• Soutien libyen à Sarkozy: les preuves de Mediapart sont-elles fiables?

    Bachir Saleh, ex-président du Fonds libyen des investissements africains, a démenti dimanche avoir reçu une note sur un soutien libyen à la campagne de Nicolas Sarkozy en 2007. 

    Samedi, le site d'information Mediapart a publié un document attribué à un ex-dignitaire libyen affirmant que Tripoli avait accepté de financer pour "50 millions d'euros" la campagne de Nicolas Sarkozy en 2007. Bachir Saleh, ex-président du Fonds libyen des investissements africains, a démenti dimanche "avoir été jamais destinataire d'un tel document", dans une déclaration transmise à l'AFP. 

    Bachir Saleh, ex-directeur de cabinet de Kadhafi, qui se trouve en France, selon son Me Pierre Haïk, "émet au préalable les plus expresses réserves sur l'authenticité de la note publiée par Mediapart et opportunément présentée comme constituant la preuve d'un financement de la campagne 2007 de Nicolas Sarkozy" à la présidence française.  

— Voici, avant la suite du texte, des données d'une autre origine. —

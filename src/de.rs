//! Building [`Value`]s from self-describing serde deserializers.
//!
//! JSON text is parsed by `serde_json`; this module supplies the visitor that
//! turns its event stream into a [`Value`]. [`ScalarRules::JSON`] widens every
//! number to [`Number::Float`]. The plain `Deserialize` impl for [`Value`]
//! uses [`ScalarRules::NATIVE`], which keeps integers as integers.

use crate::{Error, Format, Key, Mapping, Number, Value};
use serde::de::{self, DeserializeSeed, Deserializer, Visitor};
use std::fmt;

/// How scalars reported by a deserializer are mapped onto [`Value`].
#[derive(Clone, Copy, Debug, Default, PartialEq, Eq)]
pub(crate) struct ScalarRules {
    pub integers_as_float: bool,
}

impl ScalarRules {
    pub const NATIVE: ScalarRules = ScalarRules {
        integers_as_float: false,
    };

    pub const JSON: ScalarRules = ScalarRules {
        integers_as_float: true,
    };

    fn integer(self, value: i64) -> Value {
        if self.integers_as_float {
            Value::Number(Number::Float(value as f64))
        } else {
            Value::Number(Number::Integer(value))
        }
    }
}

/// Deserializes one [`Value`] under a set of [`ScalarRules`].
#[derive(Clone, Copy, Debug, Default)]
pub(crate) struct ValueSeed {
    rules: ScalarRules,
}

impl ValueSeed {
    pub(crate) const fn new(rules: ScalarRules) -> Self {
        ValueSeed { rules }
    }
}

impl<'de> DeserializeSeed<'de> for ValueSeed {
    type Value = Value;

    fn deserialize<D>(self, deserializer: D) -> Result<Value, D::Error>
    where
        D: Deserializer<'de>,
    {
        deserializer.deserialize_any(ValueVisitor { rules: self.rules })
    }
}

/// Deserializes a mapping key.
struct KeySeed {
    rules: ScalarRules,
}

impl<'de> DeserializeSeed<'de> for KeySeed {
    type Value = Key;

    fn deserialize<D>(self, deserializer: D) -> Result<Key, D::Error>
    where
        D: Deserializer<'de>,
    {
        ValueSeed::new(self.rules)
            .deserialize(deserializer)
            .map(Key::from_value)
    }
}

struct ValueVisitor {
    rules: ScalarRules,
}

impl<'de> Visitor<'de> for ValueVisitor {
    type Value = Value;

    fn expecting(&self, formatter: &mut fmt::Formatter) -> fmt::Result {
        formatter.write_str("any data value")
    }

    fn visit_bool<E>(self, value: bool) -> Result<Value, E> {
        Ok(Value::Bool(value))
    }

    fn visit_i64<E>(self, value: i64) -> Result<Value, E> {
        Ok(self.rules.integer(value))
    }

    fn visit_u64<E>(self, value: u64) -> Result<Value, E> {
        match i64::try_from(value) {
            Ok(i) => Ok(self.rules.integer(i)),
            Err(_) => Ok(Value::Number(Number::Float(value as f64))),
        }
    }

    fn visit_f64<E>(self, value: f64) -> Result<Value, E> {
        Ok(Value::Number(Number::Float(value)))
    }

    fn visit_str<E>(self, value: &str) -> Result<Value, E> {
        Ok(Value::String(value.to_string()))
    }

    fn visit_string<E>(self, value: String) -> Result<Value, E> {
        Ok(Value::String(value))
    }

    fn visit_unit<E>(self) -> Result<Value, E> {
        Ok(Value::Null)
    }

    fn visit_none<E>(self) -> Result<Value, E> {
        Ok(Value::Null)
    }

    fn visit_some<D>(self, deserializer: D) -> Result<Value, D::Error>
    where
        D: Deserializer<'de>,
    {
        ValueSeed::new(self.rules).deserialize(deserializer)
    }

    fn visit_seq<A>(self, mut seq: A) -> Result<Value, A::Error>
    where
        A: de::SeqAccess<'de>,
    {
        let mut vec = Vec::with_capacity(seq.size_hint().unwrap_or(0));
        while let Some(elem) = seq.next_element_seed(ValueSeed::new(self.rules))? {
            vec.push(elem);
        }
        Ok(Value::Sequence(vec))
    }

    fn visit_map<A>(self, mut map: A) -> Result<Value, A::Error>
    where
        A: de::MapAccess<'de>,
    {
        let mut values = Mapping::with_capacity(map.size_hint().unwrap_or(0));
        while let Some(key) = map.next_key_seed(KeySeed { rules: self.rules })? {
            let value = map.next_value_seed(ValueSeed::new(self.rules))?;
            values.insert(key, value);
        }
        Ok(Value::Mapping(values))
    }
}

/// Checks that a decoded document has a mapping at its root.
pub(crate) fn expect_mapping(format: Format, value: Value) -> crate::Result<Value> {
    match value {
        Value::Mapping(_) => Ok(value),
        other => Err(Error::parse(
            format,
            format!("expected a mapping at document root, found {}", other.kind()),
        )),
    }
}

/// Checks that a decoded document has a sequence at its root.
pub(crate) fn expect_sequence(format: Format, value: Value) -> crate::Result<Value> {
    match value {
        Value::Sequence(_) => Ok(value),
        other => Err(Error::parse(
            format,
            format!("expected a sequence at document root, found {}", other.kind()),
        )),
    }
}

#[cfg(test)]
mod tests {
    use super::*;

    fn json_with(rules: ScalarRules, text: &str) -> Value {
        let mut de = serde_json::Deserializer::from_str(text);
        ValueSeed::new(rules).deserialize(&mut de).unwrap()
    }

    #[test]
    fn test_root_kind_checks() {
        let seq = json_with(ScalarRules::JSON, "[1]");
        assert!(expect_sequence(Format::Json, seq.clone()).is_ok());
        let err = expect_mapping(Format::Yaml, seq).unwrap_err();
        assert!(err.is_parse());
        assert!(err.to_string().contains("found sequence"));
    }

    #[test]
    fn test_native_rules_keep_integers() {
        let v = json_with(ScalarRules::NATIVE, "[1, 2.5]");
        let seq = v.as_sequence().unwrap();
        assert!(matches!(seq[0], Value::Number(Number::Integer(1))));
        assert!(matches!(seq[1], Value::Number(Number::Float(_))));
    }

    #[test]
    fn test_json_rules_widen_integers() {
        let v = json_with(ScalarRules::JSON, "{\"one\": 1}");
        assert!(matches!(
            v.get("one"),
            Some(Value::Number(Number::Float(f))) if *f == 1.0
        ));
    }

    #[test]
    fn test_date_strings_stay_strings() {
        let date = "1979-05-27T07:32:00Z";
        let v = json_with(ScalarRules::JSON, &format!("{{\"{0}\": \"{0}\"}}", date));
        let map = v.as_mapping().unwrap();
        assert!(map.has_string_keys());
        assert_eq!(map.get(date), Some(&Value::from(date)));
    }

    #[test]
    fn test_huge_unsigned_becomes_float() {
        let v = json_with(ScalarRules::NATIVE, "18446744073709551615");
        assert!(matches!(v, Value::Number(Number::Float(_))));
    }
}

    "En toute hypothèse", M. Saleh, "affirme n'avoir jamais été le destinataire d'un tel document et dément catégoriquement avoir participé à une réunion le 6 octobre 2006 au cours de laquelle un accord aurait été conclu en vue de déterminer les modalités d'un soutien financier à la campagne présidentielle de 2007 de Nicolas Sarkozy", selon sa déclaration transmise par Me Haïk. "Ces allégations, à visée politicienne, sont dénuées de tout fondement", conclut le communiqué de M. Saleh. 

    Une réunion entre Takieddine, Hortefeux et les dirigeants libyens

    Le site Mediapart a publié samedi un document attribué à Moussa Koussa, ex-chef des services de renseignements extérieurs de la Libye, aujourd'hui en exil, affirmant que Tripoli avait accepté de financer pour "50 millions d'euros" la campagne de Nicolas Sarkozy en 2007. Ce document en arabe, portant la signature de Moussa Koussa, fait état d'un "accord de principe" pour "appuyer la campagne électorale du candidat aux élections présidentielles, M. Nicolas Sarkozy, pour un montant d'une valeur de cinquante millions d'euros".  

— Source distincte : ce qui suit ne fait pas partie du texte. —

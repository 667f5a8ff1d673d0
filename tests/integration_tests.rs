use serde::Serialize;
use serde_datafmt::{
    csv, csv_by_column, csv_by_row, json, json_array, normalize_keys, to_csv, to_csv_value,
    to_json, to_json_pretty, to_toml, to_value, to_yaml, toml, value, yaml, yaml_array,
    CsvOptions, Delimiter, Format, Key, Mapping, Number, Value,
};

fn rabbit_hole() -> Value {
    value!({
        "foo": "bar",
        "one": 1,
        "true": true,
        "down": {"the": {"rabbit": {"hole": true}}}
    })
}

fn matrix(rows: &[&[&str]]) -> Vec<Vec<String>> {
    rows.iter()
        .map(|row| row.iter().map(|s| s.to_string()).collect())
        .collect()
}

fn by_args(args: &[&str]) -> (CsvOptions, String) {
    let (options, data) = CsvOptions::from_args(args).unwrap();
    (options, data.to_string())
}

#[test]
fn test_unmarshal_object() {
    let expected_foo = value!({"bar": "baz"});

    for decoded in [
        json(r#"{"foo":{"bar":"baz"},"one":1.0,"true":true}"#).unwrap(),
        normalize_keys(yaml("foo:\n  bar: baz\none: 1.0\ntrue: true\n").unwrap()).unwrap(),
    ] {
        assert_eq!(decoded.get("foo"), Some(&expected_foo));
        assert_eq!(decoded.get("one"), Some(&Value::Number(Number::Float(1.0))));
        assert_eq!(decoded.get("true"), Some(&Value::Bool(true)));
    }
}

#[test]
fn test_unmarshal_array() {
    for decoded in [
        json_array(r#"["foo","bar"]"#).unwrap(),
        yaml_array("\n- foo\n- bar\n").unwrap(),
    ] {
        let items = decoded.as_sequence().unwrap();
        assert_eq!(items[0], Value::from("foo"));
        assert_eq!(items[1], Value::from("bar"));
    }
}

#[test]
fn test_to_json() {
    assert_eq!(
        to_json(&rabbit_hole()).unwrap(),
        r#"{"down":{"the":{"rabbit":{"hole":true}}},"foo":"bar","one":1,"true":true}"#
    );
}

#[test]
fn test_to_json_pretty() {
    let expected = r#"{
  "down": {
    "the": {
      "rabbit": {
        "hole": true
      }
    }
  },
  "foo": "bar",
  "one": 1,
  "true": true
}"#;
    assert_eq!(to_json_pretty("  ", &rabbit_hole()).unwrap(), expected);
}

#[test]
fn test_to_yaml() {
    let expected = r#"d: !!timestamp 2006-01-02T15:04:05.999999999-07:00
foo: bar
? |-
  multi
  line
  key
: hello: world
one: 1
"true": true
"#;
    let d = chrono::DateTime::parse_from_rfc3339("2006-01-02T15:04:05.999999999-07:00").unwrap();
    let mut map = Mapping::new();
    map.insert("foo", Value::from("bar"));
    map.insert("one", Value::from(1));
    map.insert("true", Value::Bool(true));
    map.insert("multi\nline\nkey", value!({"hello": "world"}));
    map.insert("d", Value::Timestamp(d));

    assert_eq!(to_yaml(&Value::Mapping(map)).unwrap(), expected);
}

#[test]
fn test_to_toml() {
    let expected = r#"foo = "bar"
one = 1
true = true

[down]
  [down.the]
    [down.the.rabbit]
      hole = true
"#;
    assert_eq!(to_toml(&rabbit_hole()).unwrap(), expected);
}

#[test]
fn test_toml_example_document() {
    let text = r#"# This is a TOML document. Boom.

title = "TOML Example"

[owner]
name = "Tom Preston-Werner"
organization = "GitHub"
bio = "GitHub Cofounder & CEO\nLikes tater tots and beer."
dob = 1979-05-27T07:32:00Z # First class dates? Why not?

[database]
server = "192.168.1.1"
ports = [ 8001, 8001, 8002 ]
connection_max = 5000
enabled = true

[servers]

  # You can indent as you please. Tabs or spaces. TOML don't care.
  [servers.alpha]
  ip = "10.0.0.1"
  dc = "eqdc10"

  [servers.beta]
  ip = "10.0.0.2"
  dc = "eqdc10"

[clients]
data = [ ["gamma", "delta"], [1, 2] ] # just an update to make sure parsers support it

# Line breaks are OK when inside arrays
hosts = [
  "alpha",
  "omega"
]
"#;
    let dob = chrono::DateTime::parse_from_rfc3339("1979-05-27T07:32:00Z").unwrap();
    let mut owner = Mapping::new();
    owner.insert("name", Value::from("Tom Preston-Werner"));
    owner.insert("organization", Value::from("GitHub"));
    owner.insert(
        "bio",
        Value::from("GitHub Cofounder & CEO\nLikes tater tots and beer."),
    );
    owner.insert("dob", Value::Timestamp(dob));

    let mut expected = Mapping::new();
    expected.insert("title", Value::from("TOML Example"));
    expected.insert("owner", Value::Mapping(owner));
    expected.insert(
        "database",
        value!({
            "server": "192.168.1.1",
            "ports": [8001, 8001, 8002],
            "connection_max": 5000,
            "enabled": true
        }),
    );
    expected.insert(
        "servers",
        value!({
            "alpha": {"ip": "10.0.0.1", "dc": "eqdc10"},
            "beta": {"ip": "10.0.0.2", "dc": "eqdc10"}
        }),
    );
    expected.insert(
        "clients",
        value!({
            "data": [["gamma", "delta"], [1, 2]],
            "hosts": ["alpha", "omega"]
        }),
    );

    let decoded = toml(text).unwrap();
    assert_eq!(decoded, Value::Mapping(expected));

    let ports = decoded.get("database").and_then(|d| d.get("ports")).unwrap();
    assert!(matches!(
        ports.as_sequence().unwrap()[0],
        Value::Number(Number::Integer(8001))
    ));
}

#[test]
fn test_csv() {
    let expected = matrix(&[&["first", "second", "third"], &["1", "2", "3"], &["4", "5", "6"]]);

    let (options, data) = by_args(&["first,second,third\n1,2,3\n4,5,6"]);
    assert_eq!(csv(&data, &options).unwrap(), expected);

    let (options, data) = by_args(&[";", "first;second;third\r\n1;2;3\r\n4;5;6\r\n"]);
    assert_eq!(csv(&data, &options).unwrap(), expected);

    let options = CsvOptions::new();
    assert_eq!(csv("", &options).unwrap(), vec![Vec::<String>::new()]);
    assert_eq!(csv("\n", &options).unwrap(), vec![Vec::<String>::new()]);
    assert_eq!(csv("foo", &options).unwrap(), matrix(&[&["foo"]]));
}

#[test]
fn test_csv_by_row() {
    let expected = value!([
        {"first": "1", "second": "2", "third": "3"},
        {"first": "4", "second": "5", "third": "6"}
    ]);

    for args in [
        &["first,second,third\n1,2,3\n4,5,6"][..],
        &["first,second,third", "1,2,3\n4,5,6"][..],
        &[";", "first;second;third", "1;2;3\n4;5;6"][..],
        &[";", "first;second;third\r\n1;2;3\r\n4;5;6"][..],
    ] {
        let (options, data) = by_args(args);
        assert_eq!(csv_by_row(&data, &options).unwrap(), expected, "{:?}", args);
    }

    let (options, data) = by_args(&["", "1,2,3\n4,5,6"]);
    assert_eq!(
        csv_by_row(&data, &options).unwrap(),
        value!([{"A": "1", "B": "2", "C": "3"}, {"A": "4", "B": "5", "C": "6"}])
    );
}

#[test]
fn test_csv_by_row_wide_auto_header() {
    let data = vec!["1"; 30].join(",");
    let (options, data) = by_args(&["", data.as_str()]);
    let rows = csv_by_row(&data, &options).unwrap();
    let row = rows.as_sequence().unwrap()[0].as_mapping().unwrap();

    let mut labels: Vec<String> = row.keys().map(ToString::to_string).collect();
    labels.sort();
    let mut expected: Vec<String> = "ABCDEFGHIJKLMNOPQRSTUVWXYZ"
        .chars()
        .map(String::from)
        .chain(["AA", "BB", "CC", "DD"].map(String::from))
        .collect();
    expected.sort();
    assert_eq!(labels, expected);
    assert!(row.values().all(|v| v == &Value::from("1")));
}

#[test]
fn test_csv_by_column() {
    let expected = value!({
        "first": ["1", "4"],
        "second": ["2", "5"],
        "third": ["3", "6"]
    });

    for args in [
        &["first,second,third\n1,2,3\n4,5,6"][..],
        &["first,second,third", "1,2,3\n4,5,6"][..],
        &[";", "first;second;third", "1;2;3\n4;5;6"][..],
        &[";", "first;second;third\r\n1;2;3\r\n4;5;6"][..],
    ] {
        let (options, data) = by_args(args);
        assert_eq!(csv_by_column(&data, &options).unwrap(), expected, "{:?}", args);
    }

    let (options, data) = by_args(&["", "1,2,3\n4,5,6"]);
    assert_eq!(
        csv_by_column(&data, &options).unwrap(),
        value!({"A": ["1", "4"], "B": ["2", "5"], "C": ["3", "6"]})
    );
}

#[test]
fn test_auto_index() {
    use serde_datafmt::auto_index;

    assert_eq!(auto_index(0), "A");
    assert_eq!(auto_index(1), "B");
    assert_eq!(auto_index(25), "Z");
    assert_eq!(auto_index(26), "AA");
    assert_eq!(auto_index(51), "ZZ");
    assert_eq!(auto_index(52), "AAA");
    assert_eq!(auto_index(128), "YYYYY");
}

#[test]
fn test_to_csv() {
    let rows = matrix(&[&["first", "second", "third"], &["1", "2", "3"], &["4", "5", "6"]]);
    assert_eq!(
        to_csv(&rows, Delimiter::default()).unwrap(),
        "first,second,third\r\n1,2,3\r\n4,5,6\r\n"
    );
    assert_eq!(
        to_csv(&rows, Delimiter::SEMICOLON).unwrap(),
        "first;second;third\r\n1;2;3\r\n4;5;6\r\n"
    );
}

#[test]
fn test_to_csv_value() {
    let value = value!([["a", "b"], [1, true]]);
    assert_eq!(
        to_csv_value(&value, Delimiter::PIPE).unwrap(),
        "a|b\r\n1|true\r\n"
    );
}

#[test]
fn test_csv_argument_errors() {
    let err = CsvOptions::from_args(&[]).unwrap_err();
    assert!(!err.is_parse());
    assert_eq!(err.format(), None);
    assert!(CsvOptions::from_args(&["é", "h", "d"]).is_err());
}

#[test]
fn test_parse_errors_carry_format() {
    let cases = [
        (json("{\"a\":").unwrap_err(), Format::Json),
        (yaml("a: [").unwrap_err(), Format::Yaml),
        (toml("a = ").unwrap_err(), Format::Toml),
    ];
    for (err, format) in cases {
        assert!(err.is_parse(), "{}", err);
        assert_eq!(err.format(), Some(format));
    }
}

#[test]
fn test_wrong_root_kind() {
    assert!(json("[]").unwrap_err().is_parse());
    assert!(json_array("{}").unwrap_err().is_parse());
    assert!(yaml("- a").unwrap_err().is_parse());
    assert!(yaml_array("a: b").unwrap_err().is_parse());
}

#[test]
fn test_toml_rejects_non_mapping_root() {
    let err = to_toml(&value!([1, 2])).unwrap_err();
    assert!(err.is_encode());
    assert_eq!(err.format(), Some(Format::Toml));
}

#[test]
fn test_composite_key_cannot_be_normalized() {
    let mut map = Mapping::new();
    map.insert(Key::Composite(Box::new(value!(["a", "b"]))), Value::from(1));
    let value = Value::Mapping(map);

    assert!(to_json(&value).unwrap_err().is_encode());
    assert_eq!(
        serde_datafmt::yaml::to_string(&value).unwrap(),
        "? - a\n  - b\n: 1\n"
    );

    let decoded = serde_datafmt::yaml::decode("? - a\n  - b\n: 1\n").unwrap();
    assert_eq!(decoded, value);
}

#[derive(Serialize)]
struct Service {
    name: String,
    replicas: u32,
    ports: Vec<u16>,
    labels: Option<Vec<String>>,
}

#[test]
fn test_struct_through_every_format() {
    let value = to_value(&Service {
        name: "api".to_string(),
        replicas: 3,
        ports: vec![80, 443],
        labels: None,
    })
    .unwrap();

    assert_eq!(
        to_json(&value).unwrap(),
        r#"{"labels":null,"name":"api","ports":[80,443],"replicas":3}"#
    );
    assert_eq!(
        to_yaml(&value).unwrap(),
        "labels: null\nname: api\nports:\n- 80\n- 443\nreplicas: 3\n"
    );
    assert_eq!(
        to_toml(&value).unwrap(),
        "name = \"api\"\nports = [80, 443]\nreplicas = 3\n"
    );
}

#[test]
fn test_yaml_to_json_to_toml() {
    let source = "\
name: gateway
limits:
  rps: 250.5
  burst: 10
routes:
- path: /a
  upstream: one
- path: /b
  upstream: two
";
    let value = yaml(source).unwrap();
    let json_text = to_json(&value).unwrap();
    assert_eq!(json(&json_text).unwrap(), value);

    let toml_text = to_toml(&value).unwrap();
    assert_eq!(
        toml_text,
        "name = \"gateway\"

[limits]
  burst = 10.0
  rps = 250.5

[[routes]]
  path = \"/a\"
  upstream = \"one\"

[[routes]]
  path = \"/b\"
  upstream = \"two\"
"
    );
    assert_eq!(toml(&toml_text).unwrap(), value);
}

#[test]
fn test_date_shaped_strings_survive_yaml() {
    let value = json(r#"{"at":"2001-12-14T21:59:43.5+00:00","day":"2002-12-14"}"#).unwrap();
    let yaml_text = to_yaml(&value).unwrap();
    assert_eq!(yaml(&yaml_text).unwrap(), value);
    assert_eq!(
        to_json(&yaml(&yaml_text).unwrap()).unwrap(),
        r#"{"at":"2001-12-14T21:59:43.5+00:00","day":"2002-12-14"}"#
    );

    let tagged = yaml("plain: 2001-12-14T21:59:43Z\nquoted: '2001-12-14T21:59:43Z'\n").unwrap();
    assert!(matches!(tagged.get("plain"), Some(Value::Timestamp(_))));
    assert_eq!(tagged.get("quoted"), Some(&Value::from("2001-12-14T21:59:43Z")));
}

    La note ne précise pas si un tel financement a effectivement eu lieu. Selon ce document, traduit par Mediapart, Moussa Koussa précise que cet accord est consécutif à une "réunion tenue le 6/10/2006", à laquelle ont participé côté libyen "le directeur des services de renseignements libyens (Abdallah Senoussi, ex-chef du renseignement militaire actuellement détenu en Mauritanie, ndlr) et le président du Fonds Libyen des investissements africains (Bachir Saleh, ndlr), et du côté français M. Brice Hortefeux et M. Ziad Takieddine". 

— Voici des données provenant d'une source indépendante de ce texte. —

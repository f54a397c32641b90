//! The [`ModelGateway`] seam and the request and mock-text types shared by
//! its implementations.

use async_trait::async_trait;
use coachly_core::conversation::ChatMessage;
use coachly_core::outcome::Outcome;
use futures::stream::BoxStream;
use serde::Deserialize;

/// Returned, verbatim, when a request carries neither a prompt nor messages.
pub const NO_INPUT_SENTINEL: &str = "[NO INPUT] No prompt or messages provided.";

/// Number of characters of the prompt echoed back in a mock response.
pub const MOCK_PREVIEW_CHARS: usize = 60;

/// What to send to the model.
#[derive(Debug, Clone, PartialEq, Deserialize)]
#[serde(untagged)]
pub enum PromptInput {
    /// A single user prompt.
    Text(String),
    /// A full role-tagged message list.
    Messages(Vec<ChatMessage>),
}

impl PromptInput {
    /// The text a mock response echoes: the prompt, or the content of the
    /// last message.
    pub fn echo_source(&self) -> &str {
        match self {
            PromptInput::Text(text) => text,
            PromptInput::Messages(messages) => messages
                .last()
                .map(|message| message.content.as_str())
                .unwrap_or_default(),
        }
    }

    pub fn into_messages(self) -> Vec<ChatMessage> {
        match self {
            PromptInput::Text(text) => vec![ChatMessage::user(text)],
            PromptInput::Messages(messages) => messages,
        }
    }
}

/// One completion request. `model` and `max_tokens` fall back to the
/// gateway's configured defaults.
#[derive(Debug, Clone, Default, PartialEq)]
pub struct CompletionRequest {
    pub input: Option<PromptInput>,
    pub model: Option<String>,
    pub max_tokens: Option<u32>,
}

impl CompletionRequest {
    pub fn prompt(text: impl Into<String>) -> Self {
        Self {
            input: Some(PromptInput::Text(text.into())),
            ..Default::default()
        }
    }

    pub fn messages(messages: Vec<ChatMessage>) -> Self {
        Self {
            input: Some(PromptInput::Messages(messages)),
            ..Default::default()
        }
    }
}

/// Access to a hosted chat model.
#[async_trait]
pub trait ModelGateway: Send + Sync {
    /// Complete a request. Never fails: degraded paths return mock text.
    async fn complete(&self, request: CompletionRequest) -> Outcome<String>;

    /// Stream a completion as text chunks.
    ///
    /// Without a credential, or if the provider fails before the first
    /// chunk, the stream yields exactly one mock chunk. A failure mid-stream
    /// ends the stream.
    async fn complete_stream(&self, request: CompletionRequest) -> BoxStream<'static, String>;

    /// Complete a single user prompt with default model settings.
    async fn complete_prompt(&self, prompt: &str) -> Outcome<String> {
        self.complete(CompletionRequest::prompt(prompt)).await
    }
}

fn preview(source: &str) -> String {
    source.chars().take(MOCK_PREVIEW_CHARS).collect()
}

/// Mock text returned when no credential is configured.
pub fn mock_response(source: &str) -> String {
    format!(
        "[MOCKED RESPONSE] This would be the AI's answer to: {}...",
        preview(source)
    )
}

/// Mock text returned when the provider call failed.
pub fn error_mock_response(reason: &str, source: &str) -> String {
    format!(
        "[MOCKED RESPONSE - Error: {reason}] This would be the AI's answer to: {}...",
        preview(source)
    )
}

    Le Canard Enchaîné avait affirmé début avril que Bachir Saleh, recherché par Interpol, a obtenu un titre de séjour en France "au nom du regroupement familial". Le 12 mars, un haut responsable militaire nigérien avait déclaré à Tripoli que son gouvernement avait délivré un passeport à Bachir Saleh avant de l'annuler.